In the following paper I will talk about A.J. Ayer’s “Freedom and Necessity,” and I will explain the dilemma of determinism and Ayer’s compatibilist solution to it. I will explain some of the examples Ayer uses to explain the difference between cause and being constrained, and how both affect one’s free will. I will also discuss on why Ayer’s compatibilism solution to the dilemma is the best solution so far.
According to A.J. Ayer, the problem of free will is the result from the conflict of two different assumptions, which are men acting freely while being morally responsible for their actions, and that human behavior comes from causal laws.
Ayer begins by attacking the determinist for the most part. Determinism is the view that there is no freewill, and all events and actions are determined by causal laws. Causal laws cast doubt on freewill because a person may not act freely if their actions are causally determined.
In other words determinist believe that every thing one does, has done, and will do; are actions that have been pre-determined at the origin of the universe. It is here where the dilemma of determinism begins.
The dilemma of determinism begins with the question asking oneself, how did I come to make my choice? Was it an accident or was it not? An accident is a matter of change, and no choice is involved. Well what is choice? Choice is an act of selecting or making a decision when faced with two or more possibilities. If one’s choice is not an accident, then presumably their is some causal explanation of one’s choice. In which this leads back to determinism. Compatibilism is the solution offered to solve the problem of determinism.
Compatibilism is the belief that determinism and freewill are compatible ideas. In other words, both moral responsibility and determinism can exist at the same time. Since determinist believe that the opposite of being free is caused and determinism, Ayer offers a compatibilist solution to the problem of determinism in which it states that the opposite of being free is constraint, and not cause. No longer is this freedom vs. cause, but instead it is now viewed as caused vs. constrained. Caused is certain conditions obtain and something happens.
Constrained is certain conditions obtain and something is compelled or forced to happen. Ayer uses an example of a common thief and a kleptomaniac to illustrate his point. He states that a thief makes his own decisions when stealing. The thief can stop himself from doing such crime and choose not to steal. The thief is then faced to be dealing with cause where freewill and moral responsibility apply. While a kleptomaniac suffers from such disease in which he has no choice when it comes to stealing. He is then faced to deal with constrained where freewill and moral responsibility do not apply. Both of these take place while containing determinism. So cause is part of freewill and not the opposite.

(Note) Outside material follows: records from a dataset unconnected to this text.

//! Session wiring
//!
//! A [`Session`] owns the state both threads share and starts them: the
//! decode thread (`vc8-decode`) reading the byte source, and the
//! [`DisplayLoop`] on the calling thread, which must be the thread that owns
//! the window.

use std::sync::atomic::{AtomicBool, AtomicU64, Ordering};
use std::sync::Arc;
use std::thread;
use std::time::Duration;

use display::Renderer;
use phosphor::{BufferError, DecayStep, PhosphorBuffer};
use protocol::DisplayGeometry;
use tracing::info;

use crate::config::{ClientConfig, DEFAULT_TICK_INTERVAL};
use crate::decode::DecodeTask;
use crate::display_loop::DisplayLoop;
use crate::error::ClientError;
use crate::transport::{ByteSource, ControlSink};

/// Name of the decode thread.
pub const DECODE_THREAD: &str = "vc8-decode";

/// Cooperative stop flag.
#[derive(Debug, Default)]
pub struct Shutdown(AtomicBool);

impl Shutdown {
    /// Flag in the running state.
    pub const fn new() -> Self {
        Self(AtomicBool::new(false))
    }

    /// Ask both threads to stop. Idempotent.
    pub fn request(&self) {
        self.0.store(true, Ordering::Release);
    }

    /// `true` once [`request`](Self::request) has been called.
    pub fn is_requested(&self) -> bool {
        self.0.load(Ordering::Acquire)
    }
}

/// State shared by the decode thread and the display loop.
#[derive(Debug)]
pub struct SharedState {
    buffer: PhosphorBuffer,
    shutdown: Shutdown,
    frames: AtomicU64,
}

impl SharedState {
    /// Dark `size × size` buffer, running, no frames.
    ///
    /// # Errors
    ///
    /// Returns [`BufferError`] if `size` is not a power of two.
    pub fn new(size: u32, step: DecayStep) -> Result<Self, BufferError> {
        Ok(Self {
            buffer: PhosphorBuffer::new(size, step)?,
            shutdown: Shutdown::new(),
            frames: AtomicU64::new(0),
        })
    }

    /// The phosphor framebuffer.
    pub fn buffer(&self) -> &PhosphorBuffer {
        &self.buffer
    }

    /// The stop flag.
    pub fn shutdown(&self) -> &Shutdown {
        &self.shutdown
    }

    /// Count one decoded frame.
    pub fn record_frame(&self) {
        self.frames.fetch_add(1, Ordering::Relaxed);
    }

    /// Frames decoded so far.
    pub fn frames(&self) -> u64 {
        self.frames.load(Ordering::Relaxed)
    }
}

/// How a session ended without error.
#[derive(Debug, Clone, Copy, PartialEq, Eq)]
pub enum SessionEnd {
    /// The user closed the display.
    Closed,
}

/// One connection's worth of display client.
#[derive(Debug)]
pub struct Session {
    state: Arc<SharedState>,
    geometry: DisplayGeometry,
    tick_interval: Duration,
    peer: String,
}

impl Session {
    /// Session for a validated configuration.
    ///
    /// # Errors
    ///
    /// Returns [`ClientError::Buffer`] if the framebuffer cannot be created.
    pub fn new(config: &ClientConfig) -> Result<Self, ClientError> {
        let mut session = Self::with_geometry(config.geometry, config.decay)?;
        session.tick_interval = config.tick_interval;
        session.peer = config.peer_label();
        Ok(session)
    }

    /// Session with default cadence and an unnamed peer.
    ///
    /// # Errors
    ///
    /// Returns [`ClientError::Buffer`] if the framebuffer cannot be created.
    pub fn with_geometry(geometry: DisplayGeometry, decay: DecayStep) -> Result<Self, ClientError> {
        Ok(Self {
            state: Arc::new(SharedState::new(geometry.size(), decay)?),
            geometry,
            tick_interval: DEFAULT_TICK_INTERVAL,
            peer: String::from("-"),
        })
    }

    /// Replace the display tick interval.
    #[must_use]
    pub fn tick_interval(mut self, interval: Duration) -> Self {
        self.tick_interval = interval;
        self
    }

    /// Replace the peer name shown in the status line.
    #[must_use]
    pub fn peer(mut self, peer: impl Into<String>) -> Self {
        self.peer = peer.into();
        self
    }

    /// Handle on the shared state, for inspection.
    pub fn state(&self) -> Arc<SharedState> {
        Arc::clone(&self.state)
    }

    /// Run the session until the display closes or the stream fails.
    ///
    /// Spawns the decode thread on `source`, then runs the display loop on
    /// the calling thread with `renderer` and `sink`. Both threads have
    /// stopped when this returns.
    ///
    /// # Errors
    ///
    /// [`ClientError::Stream`] if the connection fails or closes,
    /// [`ClientError::Render`] if the display fails,
    /// [`ClientError::DecoderPanicked`] if the decode thread panics.
    pub fn run<R, S, K>(
        &self,
        renderer: &mut R,
        source: S,
        sink: K,
    ) -> Result<SessionEnd, ClientError>
    where
        R: Renderer + ?Sized,
        S: ByteSource + 'static,
        K: ControlSink,
    {
        let task = DecodeTask::new(source, self.geometry, Arc::clone(&self.state));
        let decoder = thread::Builder::new()
            .name(DECODE_THREAD.to_owned())
            .spawn(move || task.run())
            .map_err(ClientError::Spawn)?;

        info!(
            peer = %self.peer,
            size = self.geometry.size(),
            tick_ms = self.tick_interval.as_millis(),
            "session started"
        );

        DisplayLoop::new(renderer, sink, Arc::clone(&self.state), decoder)
            .tick_interval(self.tick_interval)
            .peer(self.peer.clone())
            .run()
    }
}

#[cfg(test)]
#[allow(clippy::unwrap_used)]
mod tests {
    use super::*;

    #[test]
    fn shutdown_is_sticky() {
        let s = Shutdown::new();
        assert!(!s.is_requested());
        s.request();
        s.request();
        assert!(s.is_requested());
    }

    #[test]
    fn shared_state_counts_frames() {
        let state = SharedState::new(8, DecayStep::default()).unwrap();
        assert_eq!(state.frames(), 0);
        state.record_frame();
        state.record_frame();
        assert_eq!(state.frames(), 2);
        assert_eq!(state.buffer().size(), 8);
    }

    #[test]
    fn session_buffer_follows_geometry() {
        let geometry = DisplayGeometry::new(protocol::Magnification::X2);
        let session = Session::with_geometry(geometry, DecayStep::default()).unwrap();
        assert_eq!(session.state().buffer().size(), 1024);
    }
}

There are objections that arrises to Ayer’s compatibilist solution. One is the invisible chains of causation objection. It states that all of our actions are constrained by causal laws. Ayer’s response to it is that the causes in both cases of the thief and the kleptomaniac are different. One is constrained while the other is entirely based on caused. Another objection is the all causes necessitate equally objection. It states: “For why should we distinguish, with regard to a person’s freedom, between the operations of one sort of cause and those of another? Do not all causes equally necessitate? And is it not therefore arbitrary to say that a person is free when he is necessitated in one fashion but not when he is necessitated in another?” (Ayer, 116). Ayer defends by saying, “For all that is needed for one event to be the cause of another. is that, in the given circumstances, the event which is said to be the effect would not have occurred if it had not been for the occurrence of the event which is said to be the cause. . .” (Ayer, 116-117).
The last objection is the all actions are predictable objection. It states that all of our actions or everything we do in this world, has been predicted by some force or by God. Therefore, we are all “prisoners of fate” according to Ayer. Ayer defends this by saying that even if God knows everything one will do, one still has free will, right of choosing, and we are not prisoners of fate. Ayer says, “What it does entail is that my behaviour can be predicted: but to say that my behaviour can be predicted is not to say that I am acting under constraint” (Ayer, 118).
He calls these objections tautologies and says they can not prove anything about free will. To have free will is to say one could have acted otherwise. Ayer has three conditions that would make this statement true. The first one is that in order to be free one must make a choice. The second is that the choice made would have to be a voluntary unlike the kleptomaniac. The third is that no person or thing can force one in making that choice. He says that only then will the three conditions be fulfilled and one would completely be free.
I think Ayer’s theory of compatibilism is a good solution to the dilemma of determinism. It is a solid argument which provides sufficient information to make one believe that compatibilism is the correct answer to the problem of determinism. His examples of the thieve and kleptomaniac make his argument very concrete and easy to understand the common difference between being caused and being constrained. By far this is the best argument. Works Cited. Ayer, A.J. “Freedom and Necessity.” web.